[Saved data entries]
_ _ _ _ _ _ _
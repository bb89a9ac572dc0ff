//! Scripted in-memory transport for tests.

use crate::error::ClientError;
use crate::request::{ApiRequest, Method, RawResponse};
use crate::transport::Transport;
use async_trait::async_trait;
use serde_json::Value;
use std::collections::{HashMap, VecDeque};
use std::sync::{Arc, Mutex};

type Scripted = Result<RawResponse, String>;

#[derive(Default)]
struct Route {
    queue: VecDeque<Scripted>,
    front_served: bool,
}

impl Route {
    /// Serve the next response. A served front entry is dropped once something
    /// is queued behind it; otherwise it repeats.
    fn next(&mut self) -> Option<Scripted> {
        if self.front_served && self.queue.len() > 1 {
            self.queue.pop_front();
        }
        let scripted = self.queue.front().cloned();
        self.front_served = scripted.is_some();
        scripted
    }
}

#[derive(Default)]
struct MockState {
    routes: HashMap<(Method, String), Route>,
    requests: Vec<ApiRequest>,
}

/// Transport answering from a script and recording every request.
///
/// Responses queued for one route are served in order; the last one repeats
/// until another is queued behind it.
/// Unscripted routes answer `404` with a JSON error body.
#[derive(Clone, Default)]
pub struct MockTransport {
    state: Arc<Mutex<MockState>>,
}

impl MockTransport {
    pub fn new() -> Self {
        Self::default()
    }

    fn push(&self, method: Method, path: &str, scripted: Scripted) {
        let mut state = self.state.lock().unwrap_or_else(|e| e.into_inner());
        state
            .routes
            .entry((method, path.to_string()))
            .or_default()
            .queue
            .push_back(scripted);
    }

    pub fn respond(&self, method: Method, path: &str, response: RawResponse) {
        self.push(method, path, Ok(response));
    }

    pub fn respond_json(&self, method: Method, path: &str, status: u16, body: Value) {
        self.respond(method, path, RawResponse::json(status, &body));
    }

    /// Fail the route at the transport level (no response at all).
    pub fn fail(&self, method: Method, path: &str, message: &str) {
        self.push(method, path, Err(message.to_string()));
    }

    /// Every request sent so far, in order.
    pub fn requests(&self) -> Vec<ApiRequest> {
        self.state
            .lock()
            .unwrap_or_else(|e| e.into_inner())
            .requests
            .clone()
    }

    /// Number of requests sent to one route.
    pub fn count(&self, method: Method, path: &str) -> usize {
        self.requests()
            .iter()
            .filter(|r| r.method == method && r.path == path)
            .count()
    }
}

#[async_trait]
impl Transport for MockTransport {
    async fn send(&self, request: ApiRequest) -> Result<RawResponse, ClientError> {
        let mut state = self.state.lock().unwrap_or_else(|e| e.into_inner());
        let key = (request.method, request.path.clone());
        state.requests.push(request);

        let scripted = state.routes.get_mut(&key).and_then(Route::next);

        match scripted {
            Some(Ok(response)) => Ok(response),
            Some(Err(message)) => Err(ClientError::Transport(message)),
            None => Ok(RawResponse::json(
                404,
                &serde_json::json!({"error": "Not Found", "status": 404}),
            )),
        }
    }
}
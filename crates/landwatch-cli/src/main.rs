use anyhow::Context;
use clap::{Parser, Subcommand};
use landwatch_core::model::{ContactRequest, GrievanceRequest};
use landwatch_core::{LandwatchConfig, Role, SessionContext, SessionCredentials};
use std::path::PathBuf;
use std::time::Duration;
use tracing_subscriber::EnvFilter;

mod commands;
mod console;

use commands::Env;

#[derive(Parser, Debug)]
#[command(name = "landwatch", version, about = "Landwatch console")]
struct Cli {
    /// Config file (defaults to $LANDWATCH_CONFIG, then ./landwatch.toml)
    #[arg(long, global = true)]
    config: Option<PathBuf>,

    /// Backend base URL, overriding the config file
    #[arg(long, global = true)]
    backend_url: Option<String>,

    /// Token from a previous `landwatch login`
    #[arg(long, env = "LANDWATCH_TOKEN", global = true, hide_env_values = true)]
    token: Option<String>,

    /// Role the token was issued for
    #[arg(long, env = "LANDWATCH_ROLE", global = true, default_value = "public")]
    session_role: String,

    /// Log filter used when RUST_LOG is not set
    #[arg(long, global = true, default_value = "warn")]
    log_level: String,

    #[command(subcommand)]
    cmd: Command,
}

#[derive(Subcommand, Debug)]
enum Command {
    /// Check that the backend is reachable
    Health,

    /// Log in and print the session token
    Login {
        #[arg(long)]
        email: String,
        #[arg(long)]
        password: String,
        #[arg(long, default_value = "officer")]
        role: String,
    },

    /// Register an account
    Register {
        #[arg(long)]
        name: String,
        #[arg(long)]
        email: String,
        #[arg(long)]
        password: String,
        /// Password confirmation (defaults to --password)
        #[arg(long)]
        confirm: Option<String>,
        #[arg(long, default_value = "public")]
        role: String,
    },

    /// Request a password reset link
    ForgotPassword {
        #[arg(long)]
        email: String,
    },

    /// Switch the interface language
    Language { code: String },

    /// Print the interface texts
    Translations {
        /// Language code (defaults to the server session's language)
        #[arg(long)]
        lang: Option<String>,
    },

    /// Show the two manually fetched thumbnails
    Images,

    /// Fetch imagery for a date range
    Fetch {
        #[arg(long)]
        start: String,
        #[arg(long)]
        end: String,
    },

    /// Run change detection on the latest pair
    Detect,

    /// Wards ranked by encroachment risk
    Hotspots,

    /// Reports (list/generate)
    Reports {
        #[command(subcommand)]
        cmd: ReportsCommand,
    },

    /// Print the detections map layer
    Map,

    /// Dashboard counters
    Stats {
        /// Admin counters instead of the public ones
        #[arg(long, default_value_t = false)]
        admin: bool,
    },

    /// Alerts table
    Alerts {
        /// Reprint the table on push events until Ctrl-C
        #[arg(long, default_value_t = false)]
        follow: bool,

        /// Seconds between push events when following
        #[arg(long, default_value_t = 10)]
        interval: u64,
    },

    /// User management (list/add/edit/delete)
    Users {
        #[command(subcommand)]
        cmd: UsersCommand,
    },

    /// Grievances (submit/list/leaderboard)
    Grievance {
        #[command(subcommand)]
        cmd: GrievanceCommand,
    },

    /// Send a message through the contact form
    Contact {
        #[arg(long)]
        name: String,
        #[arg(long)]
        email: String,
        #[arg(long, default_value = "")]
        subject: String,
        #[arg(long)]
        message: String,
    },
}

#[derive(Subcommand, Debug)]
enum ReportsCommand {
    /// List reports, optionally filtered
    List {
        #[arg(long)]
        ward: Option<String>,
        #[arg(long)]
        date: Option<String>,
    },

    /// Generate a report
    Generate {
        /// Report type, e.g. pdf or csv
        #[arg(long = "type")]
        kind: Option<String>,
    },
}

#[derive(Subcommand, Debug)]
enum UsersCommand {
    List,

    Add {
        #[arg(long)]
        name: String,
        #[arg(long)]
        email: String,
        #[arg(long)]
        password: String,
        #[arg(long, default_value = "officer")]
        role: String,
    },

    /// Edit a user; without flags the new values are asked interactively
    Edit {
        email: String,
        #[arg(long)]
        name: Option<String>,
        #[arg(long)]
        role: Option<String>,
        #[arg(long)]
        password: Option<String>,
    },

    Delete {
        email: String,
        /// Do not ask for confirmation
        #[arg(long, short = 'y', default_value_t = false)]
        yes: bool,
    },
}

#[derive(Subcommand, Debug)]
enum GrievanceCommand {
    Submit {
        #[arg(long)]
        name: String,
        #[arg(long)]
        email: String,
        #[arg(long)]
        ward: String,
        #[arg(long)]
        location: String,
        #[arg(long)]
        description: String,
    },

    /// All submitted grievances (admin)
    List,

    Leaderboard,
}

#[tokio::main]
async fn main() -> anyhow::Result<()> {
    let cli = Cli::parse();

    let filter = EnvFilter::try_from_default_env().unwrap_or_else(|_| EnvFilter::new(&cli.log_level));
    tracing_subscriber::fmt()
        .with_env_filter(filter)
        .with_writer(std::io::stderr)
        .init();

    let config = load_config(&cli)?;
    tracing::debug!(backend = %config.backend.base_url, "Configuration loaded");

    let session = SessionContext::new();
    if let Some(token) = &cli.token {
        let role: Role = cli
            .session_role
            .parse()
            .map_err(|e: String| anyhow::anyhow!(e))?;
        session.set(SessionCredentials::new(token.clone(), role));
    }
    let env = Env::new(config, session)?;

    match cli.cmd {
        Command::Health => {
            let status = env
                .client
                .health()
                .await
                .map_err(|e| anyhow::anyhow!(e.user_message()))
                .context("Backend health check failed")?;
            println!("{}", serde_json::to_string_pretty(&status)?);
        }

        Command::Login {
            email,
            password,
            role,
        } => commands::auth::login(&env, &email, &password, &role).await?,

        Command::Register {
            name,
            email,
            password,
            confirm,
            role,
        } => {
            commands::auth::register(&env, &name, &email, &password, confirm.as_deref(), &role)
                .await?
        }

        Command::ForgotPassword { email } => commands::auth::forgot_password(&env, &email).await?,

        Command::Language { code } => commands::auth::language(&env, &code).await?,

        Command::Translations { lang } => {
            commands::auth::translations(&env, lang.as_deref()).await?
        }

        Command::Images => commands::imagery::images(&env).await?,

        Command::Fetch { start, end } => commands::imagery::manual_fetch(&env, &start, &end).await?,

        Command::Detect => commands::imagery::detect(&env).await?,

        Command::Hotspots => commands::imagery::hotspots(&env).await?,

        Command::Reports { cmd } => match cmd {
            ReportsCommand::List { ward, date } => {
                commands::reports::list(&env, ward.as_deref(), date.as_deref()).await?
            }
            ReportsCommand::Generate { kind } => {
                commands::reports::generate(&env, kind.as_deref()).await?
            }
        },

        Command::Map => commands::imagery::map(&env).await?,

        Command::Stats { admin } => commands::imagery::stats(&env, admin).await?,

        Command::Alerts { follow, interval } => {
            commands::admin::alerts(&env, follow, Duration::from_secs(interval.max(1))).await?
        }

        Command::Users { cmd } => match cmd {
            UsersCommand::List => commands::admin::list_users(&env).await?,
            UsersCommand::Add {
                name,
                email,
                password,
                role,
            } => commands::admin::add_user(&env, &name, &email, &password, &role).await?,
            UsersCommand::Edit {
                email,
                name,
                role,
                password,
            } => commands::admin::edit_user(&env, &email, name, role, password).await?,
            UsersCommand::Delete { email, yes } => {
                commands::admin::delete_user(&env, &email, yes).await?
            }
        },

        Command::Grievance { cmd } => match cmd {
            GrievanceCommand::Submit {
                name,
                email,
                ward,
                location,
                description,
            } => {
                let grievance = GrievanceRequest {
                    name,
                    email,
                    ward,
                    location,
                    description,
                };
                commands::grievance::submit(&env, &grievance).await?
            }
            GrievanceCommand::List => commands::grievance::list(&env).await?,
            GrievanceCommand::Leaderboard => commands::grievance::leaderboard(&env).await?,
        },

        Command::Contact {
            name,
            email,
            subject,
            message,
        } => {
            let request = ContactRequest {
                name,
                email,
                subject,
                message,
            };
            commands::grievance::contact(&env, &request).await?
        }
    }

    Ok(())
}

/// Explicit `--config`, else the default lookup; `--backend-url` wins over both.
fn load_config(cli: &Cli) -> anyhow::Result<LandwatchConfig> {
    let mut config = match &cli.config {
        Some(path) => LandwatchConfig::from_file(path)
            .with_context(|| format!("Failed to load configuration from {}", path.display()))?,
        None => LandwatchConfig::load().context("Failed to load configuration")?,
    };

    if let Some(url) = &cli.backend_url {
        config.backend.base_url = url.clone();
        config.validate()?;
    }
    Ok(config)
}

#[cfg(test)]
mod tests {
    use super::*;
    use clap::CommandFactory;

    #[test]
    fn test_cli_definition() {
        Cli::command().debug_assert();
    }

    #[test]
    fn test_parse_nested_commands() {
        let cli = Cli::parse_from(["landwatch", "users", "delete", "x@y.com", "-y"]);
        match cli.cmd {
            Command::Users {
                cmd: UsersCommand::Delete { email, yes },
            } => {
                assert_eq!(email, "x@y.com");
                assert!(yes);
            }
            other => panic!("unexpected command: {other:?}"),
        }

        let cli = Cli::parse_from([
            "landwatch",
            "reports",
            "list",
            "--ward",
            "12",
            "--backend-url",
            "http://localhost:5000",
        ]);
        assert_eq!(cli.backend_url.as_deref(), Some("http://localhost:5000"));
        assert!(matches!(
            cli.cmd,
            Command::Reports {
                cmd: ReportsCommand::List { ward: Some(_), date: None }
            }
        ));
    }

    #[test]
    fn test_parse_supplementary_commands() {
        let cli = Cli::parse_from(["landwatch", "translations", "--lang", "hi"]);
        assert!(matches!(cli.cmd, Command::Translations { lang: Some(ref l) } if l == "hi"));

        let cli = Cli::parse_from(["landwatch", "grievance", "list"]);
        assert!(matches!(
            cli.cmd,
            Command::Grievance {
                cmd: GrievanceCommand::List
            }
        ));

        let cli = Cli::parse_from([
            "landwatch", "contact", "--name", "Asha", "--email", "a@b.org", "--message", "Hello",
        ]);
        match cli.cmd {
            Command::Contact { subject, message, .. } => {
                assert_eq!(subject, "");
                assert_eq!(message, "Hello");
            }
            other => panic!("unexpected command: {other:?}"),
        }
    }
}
_ _ _ _ _ _ _
▶ **DESCRIPTION OF THE TASK**
Go through the entries above and copy out every line that includes the word "location".

▶ **ANSWER**
        location: String,
                location,
                    location,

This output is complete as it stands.